When Libby receives a letter on her 25th birthday that lets her know she’s inherited a mansion from the birth parents she never knew, she embarks on a dark and twisty mission to uncover what happened to them and what is happening inside the confines of her new house. Told in perspectives that reveal the mysteries from the past and the current uncovering of secrets, THE FAMILY UPSTAIRS is a gothic and tense thriller full of danger and madness.

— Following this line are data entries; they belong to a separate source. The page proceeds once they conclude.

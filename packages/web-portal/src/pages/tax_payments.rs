//! Tax revenue summary and the payment register

use dioxus::prelude::*;
use treasury_client::{format_kes, TaxPaymentQuery, TaxType};

use super::{INPUT, PANEL};
use crate::auth::use_session;
use crate::components::{LoadError, LoadingSpinner, StatCard};

#[component]
pub fn TaxPayments() -> Element {
    let session = use_session();
    let mut search = use_signal(String::new);
    let mut tax_type = use_signal(|| None::<TaxType>);

    let stats = use_resource({
        let client = session.client.clone();
        move || {
            let client = client.clone();
            async move { client.tax_payment_stats().await }
        }
    });

    // Re-fetches whenever the tax type filter changes
    let payments = use_resource({
        let client = session.client.clone();
        move || {
            let client = client.clone();
            let query = TaxPaymentQuery {
                tax_type: tax_type(),
                ..TaxPaymentQuery::default()
            };
            async move { client.tax_payments(&query).await }
        }
    });

    let needle = search();

    rsx! {
        div {
            h1 { class: "text-2xl font-bold text-gray-900 mb-6", "Tax Payments" }

            match &*stats.read() {
                Some(Ok(stats)) => rsx! {
                    div {
                        class: "grid grid-cols-1 md:grid-cols-3 gap-6 mb-8",
                        StatCard { title: "Total Revenue", value: format_kes(stats.total_revenue) }
                        StatCard { title: "Payments", value: stats.total_payments.to_string(), color: "blue" }
                        StatCard {
                            title: "Last 30 Days",
                            value: stats.recent_payments_30days.to_string(),
                            hint: "payments",
                            color: "amber"
                        }
                    }
                },
                Some(Err(e)) => rsx! { LoadError { message: e.user_message() } },
                None => rsx! { LoadingSpinner {} },
            }

            div {
                class: "flex flex-col md:flex-row gap-3 mb-4",
                input {
                    class: INPUT,
                    r#type: "search",
                    placeholder: "Search by name, ID number or receipt",
                    value: "{search}",
                    oninput: move |e| search.set(e.value())
                }
                select {
                    class: INPUT,
                    onchange: move |e| tax_type.set(e.value().parse().ok()),
                    option { value: "", "All tax types" }
                    for t in TaxType::variants() {
                        option { key: "{t.as_str()}", value: t.as_str(), "{t.label()}" }
                    }
                }
            }

            match &*payments.read() {
                Some(Ok(list)) => {
                    let rows: Vec<_> = list.iter().filter(|p| p.matches(&needle)).collect();
                    rsx! {
                        div {
                            class: PANEL,
                            if rows.is_empty() {
                                p { class: "text-sm text-gray-500", "No payments match." }
                            } else {
                                table {
                                    class: "w-full text-sm",
                                    thead {
                                        tr {
                                            class: "text-left text-gray-500",
                                            th { class: "py-2", "Receipt" }
                                            th { class: "py-2", "Taxpayer" }
                                            th { class: "py-2", "ID Number" }
                                            th { class: "py-2", "Tax Type" }
                                            th { class: "py-2", "Method" }
                                            th { class: "py-2 text-right", "Amount" }
                                        }
                                    }
                                    tbody {
                                        for payment in rows {
                                            tr {
                                                key: "{payment.id}",
                                                class: "border-t border-gray-100",
                                                td { class: "py-2 font-mono text-xs", {payment.receipt_number.clone().unwrap_or_else(|| "-".to_string())} }
                                                td { class: "py-2", "{payment.taxpayer_name}" }
                                                td { class: "py-2", "{payment.id_number}" }
                                                td { class: "py-2", "{payment.tax_type.label()}" }
                                                td { class: "py-2", "{payment.payment_method.label()}" }
                                                td { class: "py-2 text-right font-medium", {format_kes(payment.amount)} }
                                            }
                                        }
                                    }
                                }
                            }
                        }
                    }
                }
                Some(Err(e)) => rsx! { LoadError { message: e.user_message() } },
                None => rsx! { LoadingSpinner {} },
            }
        }
    }
}
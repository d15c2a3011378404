//! Live-update driver: delivery, reconnects, cancellation.

use std::time::Duration;

use serde::Deserialize;
use serde_json::Value;
use tokio::net::TcpListener;
use tokio::sync::mpsc;
use tokio::time::timeout;
use tokio_util::sync::CancellationToken;
use treasury_client::{Backoff, LiveEvent, LiveSubscription, LiveUpdates, TreasuryError};
use url::Url;

mod common;
use common::TestBackend;

#[derive(Debug, Deserialize, PartialEq)]
struct TransferReceived {
    #[serde(rename = "type")]
    kind: String,
    wallet: String,
}

fn quick_backoff() -> Backoff {
    Backoff::new(Duration::from_millis(10), Duration::from_millis(50))
}

async fn next_event<T>(subscription: &mut LiveSubscription<T>) -> LiveEvent<T> {
    timeout(Duration::from_secs(5), subscription.next())
        .await
        .expect("live event timed out")
        .expect("driver stopped early")
}

#[tokio::test]
async fn delivers_messages_and_reconnects_after_close() {
    let backend = TestBackend::start().await;
    let (client, _gate) = backend.client();
    client.login("HealthOffice", "health").await.unwrap();

    let mut subscription = client
        .live_updates()
        .unwrap()
        .with_backoff(quick_backoff())
        .spawn::<TransferReceived>();

    assert_eq!(next_event(&mut subscription).await, LiveEvent::Connected);
    // The malformed frame before this one is skipped.
    assert_eq!(
        next_event(&mut subscription).await,
        LiveEvent::Message(TransferReceived {
            kind: "transfer_received".into(),
            wallet: "0xhealthoffice".into(),
        })
    );
    match next_event(&mut subscription).await {
        LiveEvent::Reconnecting { attempt, delay } => {
            assert_eq!(attempt, 1);
            assert!(delay <= Duration::from_millis(10));
        }
        other => panic!("expected a reconnect, got {other:?}"),
    }
    assert_eq!(next_event(&mut subscription).await, LiveEvent::Connected);
}

#[tokio::test]
async fn shutdown_stops_the_driver() {
    let backend = TestBackend::start().await;
    let (client, _gate) = backend.client();
    client.login("HealthOffice", "health").await.unwrap();

    let mut subscription = client
        .live_updates()
        .unwrap()
        .with_backoff(quick_backoff())
        .spawn::<Value>();
    let first = timeout(Duration::from_secs(5), subscription.next())
        .await
        .unwrap();
    assert_eq!(first, Some(LiveEvent::Connected));

    timeout(Duration::from_secs(5), subscription.shutdown())
        .await
        .expect("driver ignored cancellation")
        .unwrap();
}

#[tokio::test]
async fn dropping_the_subscription_cancels_it() {
    let backend = TestBackend::start().await;
    let (client, _gate) = backend.client();
    client.login("HealthOffice", "health").await.unwrap();
    let cancel = CancellationToken::new();

    let subscription = client
        .live_updates()
        .unwrap()
        .with_cancellation(cancel.clone())
        .spawn::<Value>();
    drop(subscription);

    assert!(cancel.is_cancelled());
}

#[tokio::test]
async fn gives_up_after_the_attempt_budget() {
    let listener = TcpListener::bind("127.0.0.1:0").await.unwrap();
    let addr = listener.local_addr().unwrap();
    drop(listener);

    let url = Url::parse(&format!("ws://{addr}/ws/0xnobody")).unwrap();
    let (tx, mut rx) = mpsc::channel::<LiveEvent<Value>>(16);

    let outcome = timeout(
        Duration::from_secs(10),
        LiveUpdates::new(url)
            .with_backoff(quick_backoff().with_max_attempts(2))
            .run(tx),
    )
    .await
    .expect("driver never gave up");

    assert!(matches!(outcome, Err(TreasuryError::Live(_))));
    let mut attempts = Vec::new();
    while let Some(event) = rx.recv().await {
        match event {
            LiveEvent::Reconnecting { attempt, .. } => attempts.push(attempt),
            other => panic!("unexpected event {other:?}"),
        }
    }
    assert_eq!(attempts, vec![1, 2]);
}

#[tokio::test]
async fn silent_servers_keep_growing_the_backoff() {
    let backend = TestBackend::start().await;
    let url = Url::parse(&backend.dropping_ws_url("0xhealthoffice")).unwrap();
    let (tx, mut rx) = mpsc::channel::<LiveEvent<Value>>(16);

    let outcome = timeout(
        Duration::from_secs(5),
        LiveUpdates::new(url)
            .with_backoff(
                Backoff::new(Duration::from_millis(5), Duration::from_millis(200))
                    .without_jitter()
                    .with_max_attempts(2),
            )
            .run(tx),
    )
    .await
    .expect("handshakes without frames reset the backoff");

    assert!(matches!(outcome, Err(TreasuryError::Live(_))));
    let mut waits = Vec::new();
    while let Some(event) = rx.recv().await {
        match event {
            LiveEvent::Reconnecting { attempt, delay } => waits.push((attempt, delay)),
            LiveEvent::Connected => {}
            other => panic!("unexpected event {other:?}"),
        }
    }
    assert_eq!(
        waits,
        vec![
            (1, Duration::from_millis(5)),
            (2, Duration::from_millis(10)),
        ]
    );
}

#[tokio::test]
async fn anonymous_clients_have_no_live_channel() {
    let backend = TestBackend::start().await;
    let (client, _gate) = backend.client();

    assert!(matches!(
        client.live_updates(),
        Err(TreasuryError::NotAuthenticated)
    ));
}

Tara Westover was born in the mountains of Idaho to survivalist parents. She did not receive a proper education, but realized in her teenage years that in order to leave her circumstances she would have to venture off to seek knowledge. As she struggled to earn her degrees, she documented verbal and physical abuse from her controlling and maniacal father, enabling mother, and violent brothers. At both an unbelievable tale of survival and inspiration, Westover triumphs in overcoming an unbearable upbringing to demonstrate the power of both a social and formal education.
When I think of horror writing, I immediately think of THE FIFTH CHILD. When Harriet and David learn they are welcoming their fifth child, their world begins to fill with unprecedented terror. Even in her pregnancy, Harriet feels something is very wrong with this child, and when Ben emerges into the world goblin-like, small, strong, and unsettling, his very existence terrorizes and eventually destroys the home that tried to care for him.

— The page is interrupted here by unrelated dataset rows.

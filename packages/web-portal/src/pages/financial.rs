//! Financial overview: ledger volume, the busiest recipients and a
//! searchable transaction table

use std::collections::BTreeMap;

use dioxus::prelude::*;
use rust_decimal::Decimal;
use treasury_client::{format_kes, Kpis, Transaction};

use super::{TransactionTable, INPUT, PANEL};
use crate::auth::use_session;
use crate::components::{LoadError, LoadingSpinner, StatCard};

/// Recipients ranked by total received, largest first.
fn volume_by_recipient(transactions: &[Transaction]) -> Vec<(String, Decimal)> {
    let mut totals: BTreeMap<&str, Decimal> = BTreeMap::new();
    for tx in transactions {
        *totals.entry(tx.recipient.as_str()).or_default() += tx.amount;
    }
    let mut ranked: Vec<(String, Decimal)> = totals
        .into_iter()
        .map(|(recipient, total)| (recipient.to_string(), total))
        .collect();
    ranked.sort_by(|a, b| b.1.cmp(&a.1));
    ranked
}

#[component]
pub fn Financial() -> Element {
    let session = use_session();
    let client = session.client.clone();
    let mut search = use_signal(String::new);

    let transactions = use_resource(move || {
        let client = client.clone();
        async move { client.transactions().await }
    });

    let loaded = transactions.read();
    let transactions = match &*loaded {
        Some(Ok(list)) => list,
        Some(Err(e)) => return rsx! { LoadError { message: e.user_message() } },
        None => return rsx! { LoadingSpinner {} },
    };

    let kpis = Kpis::from_transactions(transactions);
    let average = if kpis.total_transactions == 0 {
        Decimal::ZERO
    } else {
        kpis.total_volume / Decimal::from(kpis.total_transactions)
    };
    let top_recipients: Vec<_> = volume_by_recipient(transactions).into_iter().take(5).collect();
    let needle = search();
    let visible: Vec<Transaction> = transactions
        .iter()
        .rev()
        .filter(|tx| tx.matches(&needle))
        .cloned()
        .collect();

    rsx! {
        div {
            h1 { class: "text-2xl font-bold text-gray-900 mb-6", "Financial Overview" }

            div {
                class: "grid grid-cols-1 md:grid-cols-3 gap-6 mb-8",
                StatCard { title: "Total Volume", value: format_kes(kpis.total_volume) }
                StatCard { title: "Transactions", value: kpis.total_transactions.to_string(), color: "blue" }
                StatCard { title: "Average Transaction", value: format_kes(average), color: "amber" }
            }

            if !top_recipients.is_empty() {
                div {
                    class: "{PANEL} mb-6",
                    h2 { class: "text-lg font-semibold text-gray-900 mb-4", "Largest Recipients" }
                    ul {
                        class: "space-y-2 text-sm",
                        for (recipient, total) in top_recipients {
                            li {
                                key: "{recipient}",
                                class: "flex justify-between",
                                span { class: "font-mono text-xs", "{recipient}" }
                                span { class: "font-medium", {format_kes(total)} }
                            }
                        }
                    }
                }
            }

            input {
                class: "{INPUT} mb-4",
                r#type: "search",
                placeholder: "Search by wallet, purpose or transaction id",
                value: "{search}",
                oninput: move |e| search.set(e.value())
            }
            TransactionTable { transactions: visible, title: "Transactions" }
        }
    }
}

#[cfg(test)]
mod tests {
    use super::*;

    fn tx(recipient: &str, amount: i64) -> Transaction {
        Transaction {
            sender: "0xtreasury".into(),
            recipient: recipient.into(),
            amount: Decimal::from(amount),
            timestamp: "2024-06-01T10:00:00".into(),
            transaction_id: None,
            purpose: None,
        }
    }

    #[test]
    fn recipients_ranked_by_volume() {
        let ranked = volume_by_recipient(&[
            tx("0xroads", 500),
            tx("0xhealth", 300),
            tx("0xhealth", 400),
            tx("0xeducation", 100),
        ]);
        assert_eq!(
            ranked,
            vec![
                ("0xhealth".to_string(), Decimal::from(700)),
                ("0xroads".to_string(), Decimal::from(500)),
                ("0xeducation".to_string(), Decimal::from(100)),
            ]
        );
    }
}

RANDOM FAMILY is a narrative nonfiction study in family dynamics, social inequality, psychology, abuse and trauma, and childhood development. Set in the South Bronx—a community entrenched in poverty—in the late 1980s and early 1990s, this book offers a look into the ways in which bonds of related and unrelated family members are defined and tested under the complexities of failing social institutions and the curses of circumstance. It’s a raw and painful portrait of how most of the population lives and struggle to survive.

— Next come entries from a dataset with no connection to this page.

//! Tax payments and collection summaries

use anyhow::Result;
use clap::{Subcommand, ValueEnum};
use colored::Colorize;
use rust_decimal::Decimal;
use treasury_client::{format_kes, NewTaxPayment, PaymentMethod, Role, TaxPaymentQuery, TaxType};

use crate::context::AppContext;

#[derive(Clone, Copy, ValueEnum)]
pub enum Method {
    Mpesa,
    Card,
}

impl From<Method> for PaymentMethod {
    fn from(method: Method) -> Self {
        match method {
            Method::Mpesa => PaymentMethod::Mpesa,
            Method::Card => PaymentMethod::Card,
        }
    }
}

#[derive(Subcommand)]
pub enum TaxCommand {
    /// Record a tax payment
    Pay {
        #[arg(long)]
        name: String,

        /// National ID number
        #[arg(long)]
        id_number: String,

        /// income, vat, corporate, property, or excise
        #[arg(long)]
        tax_type: TaxType,

        #[arg(long)]
        amount: Decimal,

        #[arg(long, value_enum, default_value = "mpesa")]
        method: Method,

        /// Required for M-Pesa
        #[arg(long)]
        phone: Option<String>,

        #[arg(long)]
        email: Option<String>,
    },

    /// List recorded payments
    List {
        #[arg(long)]
        tax_type: Option<TaxType>,

        #[arg(long)]
        ministry: Option<i64>,

        /// Match taxpayer name, ID number, or receipt number
        #[arg(long)]
        search: Option<String>,

        #[arg(long, default_value_t = 0)]
        skip: u32,

        #[arg(long, default_value_t = 100)]
        limit: u32,
    },

    /// Revenue summary
    Stats,
}

pub async fn run(ctx: &AppContext, cmd: TaxCommand) -> Result<()> {
    match cmd {
        TaxCommand::Pay {
            name,
            id_number,
            tax_type,
            amount,
            method,
            phone,
            email,
        } => {
            let payment = NewTaxPayment {
                taxpayer_name: name,
                id_number,
                tax_type,
                amount,
                payment_method: method.into(),
                phone_number: phone,
                email,
                ministry_id: None,
            };
            pay(ctx, payment).await
        }
        TaxCommand::List {
            tax_type,
            ministry,
            search,
            skip,
            limit,
        } => {
            let query = TaxPaymentQuery {
                skip,
                limit,
                ministry_id: ministry,
                tax_type,
            };
            list(ctx, query, search.as_deref()).await
        }
        TaxCommand::Stats => stats(ctx).await,
    }
}

async fn pay(ctx: &AppContext, payment: NewTaxPayment) -> Result<()> {
    ctx.require(None)?;

    let recorded = ctx.client.pay_tax(&payment).await?;

    ctx.print_success(&format!(
        "{} paid for {} via {}",
        format_kes(recorded.amount),
        recorded.tax_type.label(),
        recorded.payment_method.label()
    ));
    if let Some(receipt) = &recorded.receipt_number {
        ctx.print_info(&format!("Receipt {}", receipt));
    }
    Ok(())
}

async fn list(ctx: &AppContext, query: TaxPaymentQuery, search: Option<&str>) -> Result<()> {
    ctx.require(Some(Role::SuperAdmin))?;

    let payments: Vec<_> = ctx
        .client
        .tax_payments(&query)
        .await?
        .into_iter()
        .filter(|p| search.map_or(true, |needle| p.matches(needle)))
        .collect();

    ctx.print_header(&format!("Tax payments ({})", payments.len()));
    for payment in &payments {
        println!(
            "{:<12} {:<28} {:<10} {:<24} {:>20}  {}",
            payment.receipt_number.as_deref().unwrap_or("-"),
            payment.taxpayer_name,
            payment.id_number,
            payment.tax_type.label(),
            format_kes(payment.amount),
            payment.payment_method.label().dimmed()
        );
    }
    Ok(())
}

async fn stats(ctx: &AppContext) -> Result<()> {
    ctx.require(Some(Role::SuperAdmin))?;

    let stats = ctx.client.tax_payment_stats().await?;

    ctx.print_header("Tax revenue");
    println!("{:<22} {}", "Total revenue", format_kes(stats.total_revenue));
    println!("{:<22} {}", "Payments", stats.total_payments);
    println!("{:<22} {}", "Last 30 days", stats.recent_payments_30days);
    for total in &stats.by_tax_type {
        let label = total
            .tax_type
            .parse::<TaxType>()
            .map(|t| t.label())
            .unwrap_or(total.tax_type.as_str());
        println!(
            "  {:<28} {:>6} payments {:>20}",
            label,
            total.count,
            format_kes(total.total_amount)
        );
    }
    Ok(())
}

Adrian Nicole LeBlanc’s riveting deep-dive into the life of a family living in the Bronx in the 1990s began when she read a newspaper clipping about the trial of a heroin dealer named Boy George. Soon she found herself meeting members of his inner circle. Despite her proximity to the story, LeBlanc never allows herself to become part of the family or puts it upon herself to become a moral compass or a tour guide; she’s a simple observer, shining a light on people who are more often than not categorized by the statistics they’ve contributed to.
Kevin Wilson writes the most endearing unstable weirdoes, and in THE FAMILY FANG he demonstrates his skills for dark humor. When siblings Annie and Buster Fang are forced to move back in with their artist parents Caleb and Camille after years of living on their own, they must confront the childhoods they intentionally left behind. Full of heart, smarts, and utter strangeness, this book is like being in a Wes Anderson film or Schitt’s Creek.
Owen King (We’re All in This Together) calls author Kevin Wilson, “the unholy child of George Saunders and Carson McCullers.” With his novel, The Family Fang, the Shirley Jackson Award-winning author of Tunneling to the Center of the Earth comes through in a BIG way, with a funny, poignant, laugh-and-cry-out-loud (sometimes at the same time) novel about the art of surviving a masterpiece of dysfunction. Meet The Family Fang, an unforgettable collection of demanding, brilliant, and absolutely endearing oddballs whose lives are risky and mischievous performance art. If the writing of Gary Shteyngart, Miranda July, Scarlett Thomas, and Charles Yu excites you, you’ll certainly want to invite this Family into your home.
After Josef, Charlie, and Armie’s father dies, these three are reunited in their childhood home in upstate New York during a hurricane. While in the middle of an actual and metaphorical upheaval, and upon learning that their father’s last wish was selling a priceless family heirloom, they must come together to honor his request. This novel is full of flawed, well-drawn characters trying to deal with the loss of their father, their grief, and each other.